The concurrent founding of the Abbey of Saint-Étienne to the west of the Caen Castle and the Abbey of Sainte-Trinité (Abbaye aux Dames) to its East were to enhance the development of the new ducal capital, and may have been a result of the reconciliation process of William, Duke of Normandy (soon after to become William I, King of England), and Pope Leo IX. William fell out with the pope when he married his cousin Matilda of Flanders after 1049 despite Leo's interdiction. Lanfranc of Pavia, Prior of Bec Abbey, who himself had initially expressed concerns regarding the marriage, acted on William's behalf to secure Leo's forgiveness. For this successful service, Lanfranc was made abbot of Saint-Étienne, a position he held until his appointment to Canterbury in 1070.

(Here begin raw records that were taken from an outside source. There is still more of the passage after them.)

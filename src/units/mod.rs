// Length conversion engine
// Units are a closed enum keyed into a fixed factor table; conversions pivot through Metre

pub mod converter;
pub mod error;
pub mod formatter;
pub mod prefix;
pub mod table;

#[cfg(test)]
mod tests;

pub use converter::{convert, convert_value, ConversionRequest, ConversionResult};
pub use error::UnitError;
pub use formatter::{format_fixed, DISPLAY_DECIMALS, UNPARSED_RESULT};
pub use prefix::{numeric_prefix, parse_leading_float};
pub use table::{LengthUnit, UnitTable, UNIT_TABLE};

The dedication took place in 1077. William's wife Matilda died in 1083 and was buried in the Abbaye aux Dames. After his own death in 1087 in Rouen, the body of King William was sent to Caen to be buried in Saint-Étienne, according to his wishes. The funeral, attended by the bishops and abbots of Normandy as well as his son Henry, was disturbed by the assertion of a citizen of Caen who alleged that his family had been illegally despoiled of the land on which the church was built. After hurried consultations the allegation was shown to be true, and the man was compensated. A further indignity occurred when the corpse was lowered into the tomb. The corpse was too large for the space, and when attendants forced the body into the tomb it burst, spreading a disgusting odour throughout the church.

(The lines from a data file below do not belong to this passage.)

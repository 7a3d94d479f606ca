//! JSON encoding of run reports.
//!
//! The shape is what the HTTP boundary returns from `/api/run`: camelCase
//! chart keys, absent single runs omitted.

use crate::error::Result;
use crate::result::RunReport;

/// Encode `report` on a single line, as served over HTTP.
pub fn to_json(report: &RunReport) -> Result<String> {
    Ok(serde_json::to_string(report)?)
}

/// Encode `report` indented, for `binary-race report --json`.
pub fn to_json_pretty(report: &RunReport) -> Result<String> {
    Ok(serde_json::to_string_pretty(report)?)
}

#[cfg(test)]
mod tests {
    use super::*;
    use crate::result::{Chart, MeasurementPoint, Metadata, VariantRun};

    fn make_report() -> RunReport {
        let mut chart = Chart::default();
        chart.push(MeasurementPoint {
            n: 10,
            time_iterative_ns: 14,
            time_recursive_ns: 38,
            steps_iterative: 4,
            steps_recursive: 4,
        });
        RunReport {
            n: 10,
            iterative: Some(VariantRun {
                binary: "1010".to_string(),
                steps: 4,
                time_ns: 14,
                warning: None,
            }),
            recursive: None,
            chart,
            metadata: Metadata {
                floor_ns: 10,
                timer_resolution_ns: 20,
                skipped_points: 0,
                runtime_secs: 0.25,
            },
        }
    }

    #[test]
    fn test_to_json() {
        let json = to_json(&make_report()).unwrap();
        assert!(json.starts_with("{\"n\":10,"));
        assert!(json.contains("\"iterative\":{\"binary\":\"1010\",\"steps\":4,\"time\":14}"));
        assert!(json.contains("\"sizes\":[10]"));
        assert!(json.contains("\"timeRecursive\":38"));
        assert!(!json.contains("\"recursive\":"));
    }

    #[test]
    fn test_to_json_pretty() {
        let json = to_json_pretty(&make_report()).unwrap();
        assert!(json.contains('\n')); // Pretty print has newlines
        assert!(json.contains("floorNs"));
    }

    #[test]
    fn test_encode_error_converts() {
        let err: crate::Error = serde_json::from_str::<RunReport>("{").unwrap_err().into();
        assert_eq!(err.kind(), "Json");
    }

    #[test]
    fn test_round_trip() {
        let report = make_report();
        let json = to_json(&report).unwrap();
        let back: RunReport = serde_json::from_str(&json).unwrap();
        assert_eq!(back, report);
    }
}
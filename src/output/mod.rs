//! Report rendering.

pub mod json;
pub mod terminal;

pub use json::{to_json, to_json_pretty};
pub use terminal::format_report;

William's tomb has been disturbed several times since 1087, the first time in 1522 when the grave was opened on orders from the papacy. The intact body was restored to the tomb at that time. In 1562, during the French Wars of Religion, the grave was again opened and the original tombstone of black marble, similar to that of Matilda in the Abbaye aux Dames, was destroyed. William's bones were scattered and lost, with the exception of one thigh bone. This lone relic was reburied in 1642 with a new marker, which was replaced 100 years later with a more elaborate monument. This tomb was again destroyed during the French Revolution, but was eventually replaced with the current early 19th-century ledger stone in white marble.

Architecture

The abbey was to be built in Caen stone, and construction began in 1066. For many decades during the 11th century, there was a mutually fruitful competition between Saint-Étienne and its sister building Sainte-Trinité. The west façade was built at the end of the 11th century.

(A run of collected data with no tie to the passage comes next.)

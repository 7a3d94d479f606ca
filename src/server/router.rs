use axum::{routing::get, Router};
use tower_http::services::ServeDir;
use tower_http::trace::TraceLayer;

use super::handlers;
use super::state::AppState;

/// Create the router: the run API, a health check, and static files for
/// everything else.
pub fn create_router(state: AppState) -> Router {
    let static_files = ServeDir::new(&state.config().static_dir);

    Router::new()
        .route("/api/run", get(handlers::run))
        .route("/health", get(handlers::health))
        .fallback_service(static_files)
        .with_state(state)
        .layer(TraceLayer::new_for_http())
}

An important feature added to both churches in about 1120 was the ribbed vault, used for the first time in France. The two abbey churches are considered forerunners of the Gothic. The original Romanesque apse was replaced in 1166 by an early Gothic chevet, complete with rose windows and flying buttresses. Nine towers and spires were added in the 13th century. The interior vaulting shows a similar progression, beginning with early sexpartite vaulting (using circular ribs) in the nave and progressing to quadripartite vaults (using pointed ribs) in the sanctuary.

Later history

As a consequence of the Wars of Religion, the high lantern tower in the middle of the church collapsed and was never rebuilt.

The Benedictine abbey was suppressed during the French Revolution and the abbey church became a parish church.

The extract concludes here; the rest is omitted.